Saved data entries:
//! Prometheus metrics for the HushVote node.
//!
//! Counters are driven by the engine's event stream, so they only move when
//! a state change actually committed. [`NodeMetrics`] owns a dedicated
//! [`Registry`] that [`NodeMetrics::encode`] renders in the text exposition
//! format.

use prometheus::{
    register_histogram_with_registry, register_int_counter_with_registry,
    register_int_gauge_with_registry, Encoder, Histogram, HistogramOpts, IntCounter, IntGauge,
    Opts, Registry, TextEncoder,
};

use hush_voting::VotingEvent;

use crate::NodeError;

/// Central collection of all node-level Prometheus metrics.
pub struct NodeMetrics {
    /// The Prometheus registry that owns every metric below.
    pub registry: Registry,

    // ── Counters ────────────────────────────────────────────────────────
    pub votings_created: IntCounter,
    pub ballots_accepted: IntCounter,
    /// Ballots refused by validation, eligibility or proof checks.
    pub ballots_rejected: IntCounter,
    pub decryptions_requested: IntCounter,
    /// Automatic re-requests plus creator renewals.
    pub decryptions_reissued: IntCounter,
    /// Decryptions that used up every automatic attempt.
    pub decryptions_stalled: IntCounter,
    pub votings_tallied: IntCounter,

    // ── Gauges ──────────────────────────────────────────────────────────
    /// Number of votings ever created.
    pub voting_count: IntGauge,
    /// Votings whose decryption was requested but not yet fulfilled.
    pub pending_decryptions: IntGauge,
    /// 1 while the engine is paused.
    pub paused: IntGauge,

    // ── Histograms ──────────────────────────────────────────────────────
    /// Time spent applying one ballot, in milliseconds.
    pub ballot_process_time_ms: Histogram,
}

impl NodeMetrics {
    /// Create a fresh set of metrics, all registered under a new
    /// [`Registry`].
    pub fn new() -> Result<Self, NodeError> {
        let registry = Registry::new();

        // Counters
        let votings_created = register_int_counter_with_registry!(
            Opts::new("hushvote_votings_created_total", "Total votings created"),
            registry
        )?;

        let ballots_accepted = register_int_counter_with_registry!(
            Opts::new(
                "hushvote_ballots_accepted_total",
                "Total ballots folded into encrypted tallies"
            ),
            registry
        )?;

        let ballots_rejected = register_int_counter_with_registry!(
            Opts::new("hushvote_ballots_rejected_total", "Total ballots rejected"),
            registry
        )?;

        let decryptions_requested = register_int_counter_with_registry!(
            Opts::new(
                "hushvote_decryptions_requested_total",
                "Total public decryption requests issued"
            ),
            registry
        )?;

        let decryptions_reissued = register_int_counter_with_registry!(
            Opts::new(
                "hushvote_decryptions_reissued_total",
                "Total decryption requests re-issued after a timeout"
            ),
            registry
        )?;

        let decryptions_stalled = register_int_counter_with_registry!(
            Opts::new(
                "hushvote_decryptions_stalled_total",
                "Total decryptions left unanswered after the final automatic attempt"
            ),
            registry
        )?;

        let votings_tallied = register_int_counter_with_registry!(
            Opts::new("hushvote_votings_tallied_total", "Total votings tallied"),
            registry
        )?;

        // Gauges
        let voting_count = register_int_gauge_with_registry!(
            Opts::new("hushvote_voting_count", "Current number of votings"),
            registry
        )?;

        let pending_decryptions = register_int_gauge_with_registry!(
            Opts::new(
                "hushvote_pending_decryptions",
                "Votings awaiting a decryption callback"
            ),
            registry
        )?;

        let paused = register_int_gauge_with_registry!(
            Opts::new("hushvote_paused", "Whether ballot intake is paused"),
            registry
        )?;

        // Histograms – exponential buckets covering 0.1 ms → ~1.6 s.
        let ballot_process_time_ms = register_histogram_with_registry!(
            HistogramOpts::new(
                "hushvote_ballot_process_time_ms",
                "Ballot processing time in milliseconds"
            )
            .buckets(prometheus::exponential_buckets(0.1, 2.0, 15)?),
            registry
        )?;

        Ok(Self {
            registry,
            votings_created,
            ballots_accepted,
            ballots_rejected,
            decryptions_requested,
            decryptions_reissued,
            decryptions_stalled,
            votings_tallied,
            voting_count,
            pending_decryptions,
            paused,
            ballot_process_time_ms,
        })
    }

    /// Update counters and gauges for one committed event.
    pub fn observe(&self, event: &VotingEvent) {
        match event {
            VotingEvent::VotingCreated { .. } => {
                self.votings_created.inc();
                self.voting_count.inc();
            }
            VotingEvent::VoteCast { .. } => self.ballots_accepted.inc(),
            VotingEvent::DecryptionRequested { .. } => {
                self.decryptions_requested.inc();
                self.pending_decryptions.inc();
            }
            VotingEvent::DecryptionReissued { .. } | VotingEvent::DecryptionRenewed { .. } => {
                self.decryptions_reissued.inc()
            }
            VotingEvent::DecryptionStalled { .. } => self.decryptions_stalled.inc(),
            VotingEvent::VotingTallied { .. } => {
                self.votings_tallied.inc();
                self.pending_decryptions.dec();
            }
            VotingEvent::Paused { .. } => self.paused.set(1),
            VotingEvent::Unpaused { .. } => self.paused.set(0),
            _ => {}
        }
    }

    /// Render every metric in the Prometheus text format.
    pub fn encode(&self) -> Result<String, NodeError> {
        let mut buffer = Vec::new();
        TextEncoder::new().encode(&self.registry.gather(), &mut buffer)?;
        String::from_utf8(buffer).map_err(|e| NodeError::Config(e.to_string()))
    }
}

#[cfg(test)]
mod tests {
    use super::*;
    use hush_crypto::DecryptionRequestId;
    use hush_types::{VoterAddress, VotingId};

    #[test]
    fn events_drive_counters() {
        let metrics = NodeMetrics::new().unwrap();
        let id = VotingId::new(0);

        metrics.observe(&VotingEvent::DecryptionRequested {
            id,
            request_id: DecryptionRequestId::new(1),
        });
        assert_eq!(metrics.pending_decryptions.get(), 1);

        metrics.observe(&VotingEvent::DecryptionStalled { id, attempts: 3 });
        metrics.observe(&VotingEvent::DecryptionRenewed {
            id,
            request_id: DecryptionRequestId::new(4),
        });
        assert_eq!(metrics.decryptions_stalled.get(), 1);
        assert_eq!(metrics.decryptions_reissued.get(), 1);
        assert_eq!(metrics.pending_decryptions.get(), 1);

        metrics.observe(&VotingEvent::VotingTallied {
            id,
            results: vec![0, 1],
        });
        assert_eq!(metrics.votings_tallied.get(), 1);
        assert_eq!(metrics.pending_decryptions.get(), 0);

        metrics.observe(&VotingEvent::Paused {
            by: VoterAddress::from_bytes([1; 20]),
        });
        assert_eq!(metrics.paused.get(), 1);
    }

    #[test]
    fn encode_includes_registered_names() {
        let metrics = NodeMetrics::new().unwrap();
        metrics.ballots_rejected.inc();
        let text = metrics.encode().unwrap();
        assert!(text.contains("hushvote_ballots_rejected_total 1"));
        assert!(text.contains("hushvote_voting_count"));
    }

    #[test]
    fn independent_registries_do_not_collide() {
        assert!(NodeMetrics::new().is_ok());
        assert!(NodeMetrics::new().is_ok());
    }
}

Activity:
Give the data back in full, matching it character for character.

Solution to the exercise:
//! Prometheus metrics for the HushVote node.
//!
//! Counters are driven by the engine's event stream, so they only move when
//! a state change actually committed. [`NodeMetrics`] owns a dedicated
//! [`Registry`] that [`NodeMetrics::encode`] renders in the text exposition
//! format.

use prometheus::{
    register_histogram_with_registry, register_int_counter_with_registry,
    register_int_gauge_with_registry, Encoder, Histogram, HistogramOpts, IntCounter, IntGauge,
    Opts, Registry, TextEncoder,
};

use hush_voting::VotingEvent;

use crate::NodeError;

/// Central collection of all node-level Prometheus metrics.
pub struct NodeMetrics {
    /// The Prometheus registry that owns every metric below.
    pub registry: Registry,

    // ── Counters ────────────────────────────────────────────────────────
    pub votings_created: IntCounter,
    pub ballots_accepted: IntCounter,
    /// Ballots refused by validation, eligibility or proof checks.
    pub ballots_rejected: IntCounter,
    pub decryptions_requested: IntCounter,
    /// Automatic re-requests plus creator renewals.
    pub decryptions_reissued: IntCounter,
    /// Decryptions that used up every automatic attempt.
    pub decryptions_stalled: IntCounter,
    pub votings_tallied: IntCounter,

    // ── Gauges ──────────────────────────────────────────────────────────
    /// Number of votings ever created.
    pub voting_count: IntGauge,
    /// Votings whose decryption was requested but not yet fulfilled.
    pub pending_decryptions: IntGauge,
    /// 1 while the engine is paused.
    pub paused: IntGauge,

    // ── Histograms ──────────────────────────────────────────────────────
    /// Time spent applying one ballot, in milliseconds.
    pub ballot_process_time_ms: Histogram,
}

impl NodeMetrics {
    /// Create a fresh set of metrics, all registered under a new
    /// [`Registry`].
    pub fn new() -> Result<Self, NodeError> {
        let registry = Registry::new();

        // Counters
        let votings_created = register_int_counter_with_registry!(
            Opts::new("hushvote_votings_created_total", "Total votings created"),
            registry
        )?;

        let ballots_accepted = register_int_counter_with_registry!(
            Opts::new(
                "hushvote_ballots_accepted_total",
                "Total ballots folded into encrypted tallies"
            ),
            registry
        )?;

        let ballots_rejected = register_int_counter_with_registry!(
            Opts::new("hushvote_ballots_rejected_total", "Total ballots rejected"),
            registry
        )?;

        let decryptions_requested = register_int_counter_with_registry!(
            Opts::new(
                "hushvote_decryptions_requested_total",
                "Total public decryption requests issued"
            ),
            registry
        )?;

        let decryptions_reissued = register_int_counter_with_registry!(
            Opts::new(
                "hushvote_decryptions_reissued_total",
                "Total decryption requests re-issued after a timeout"
            ),
            registry
        )?;

        let decryptions_stalled = register_int_counter_with_registry!(
            Opts::new(
                "hushvote_decryptions_stalled_total",
                "Total decryptions left unanswered after the final automatic attempt"
            ),
            registry
        )?;

        let votings_tallied = register_int_counter_with_registry!(
            Opts::new("hushvote_votings_tallied_total", "Total votings tallied"),
            registry
        )?;

        // Gauges
        let voting_count = register_int_gauge_with_registry!(
            Opts::new("hushvote_voting_count", "Current number of votings"),
            registry
        )?;

        let pending_decryptions = register_int_gauge_with_registry!(
            Opts::new(
                "hushvote_pending_decryptions",
                "Votings awaiting a decryption callback"
            ),
            registry
        )?;

        let paused = register_int_gauge_with_registry!(
            Opts::new("hushvote_paused", "Whether ballot intake is paused"),
            registry
        )?;

        // Histograms – exponential buckets covering 0.1 ms → ~1.6 s.
        let ballot_process_time_ms = register_histogram_with_registry!(
            HistogramOpts::new(
                "hushvote_ballot_process_time_ms",
                "Ballot processing time in milliseconds"
            )
            .buckets(prometheus::exponential_buckets(0.1, 2.0, 15)?),
            registry
        )?;

        Ok(Self {
            registry,
            votings_created,
            ballots_accepted,
            ballots_rejected,
            decryptions_requested,
            decryptions_reissued,
            decryptions_stalled,
            votings_tallied,
            voting_count,
            pending_decryptions,
            paused,
            ballot_process_time_ms,
        })
    }

    /// Update counters and gauges for one committed event.
    pub fn observe(&self, event: &VotingEvent) {
        match event {
            VotingEvent::VotingCreated { .. } => {
                self.votings_created.inc();
                self.voting_count.inc();
            }
            VotingEvent::VoteCast { .. } => self.ballots_accepted.inc(),
            VotingEvent::DecryptionRequested { .. } => {
                self.decryptions_requested.inc();
                self.pending_decryptions.inc();
            }
            VotingEvent::DecryptionReissued { .. } | VotingEvent::DecryptionRenewed { .. } => {
                self.decryptions_reissued.inc()
            }
            VotingEvent::DecryptionStalled { .. } => self.decryptions_stalled.inc(),
            VotingEvent::VotingTallied { .. } => {
                self.votings_tallied.inc();
                self.pending_decryptions.dec();
            }
            VotingEvent::Paused { .. } => self.paused.set(1),
            VotingEvent::Unpaused { .. } => self.paused.set(0),
            _ => {}
        }
    }

    /// Render every metric in the Prometheus text format.
    pub fn encode(&self) -> Result<String, NodeError> {
        let mut buffer = Vec::new();
        TextEncoder::new().encode(&self.registry.gather(), &mut buffer)?;
        String::from_utf8(buffer).map_err(|e| NodeError::Config(e.to_string()))
    }
}

#[cfg(test)]
mod tests {
    use super::*;
    use hush_crypto::DecryptionRequestId;
    use hush_types::{VoterAddress, VotingId};

    #[test]
    fn events_drive_counters() {
        let metrics = NodeMetrics::new().unwrap();
        let id = VotingId::new(0);

        metrics.observe(&VotingEvent::DecryptionRequested {
            id,
            request_id: DecryptionRequestId::new(1),
        });
        assert_eq!(metrics.pending_decryptions.get(), 1);

        metrics.observe(&VotingEvent::DecryptionStalled { id, attempts: 3 });
        metrics.observe(&VotingEvent::DecryptionRenewed {
            id,
            request_id: DecryptionRequestId::new(4),
        });
        assert_eq!(metrics.decryptions_stalled.get(), 1);
        assert_eq!(metrics.decryptions_reissued.get(), 1);
        assert_eq!(metrics.pending_decryptions.get(), 1);

        metrics.observe(&VotingEvent::VotingTallied {
            id,
            results: vec![0, 1],
        });
        assert_eq!(metrics.votings_tallied.get(), 1);
        assert_eq!(metrics.pending_decryptions.get(), 0);

        metrics.observe(&VotingEvent::Paused {
            by: VoterAddress::from_bytes([1; 20]),
        });
        assert_eq!(metrics.paused.get(), 1);
    }

    #[test]
    fn encode_includes_registered_names() {
        let metrics = NodeMetrics::new().unwrap();
        metrics.ballots_rejected.inc();
        let text = metrics.encode().unwrap();
        assert!(text.contains("hushvote_ballots_rejected_total 1"));
        assert!(text.contains("hushvote_voting_count"));
    }

    #[test]
    fn independent_registries_do_not_collide() {
        assert!(NodeMetrics::new().is_ok());
        assert!(NodeMetrics::new().is_ok());
    }
}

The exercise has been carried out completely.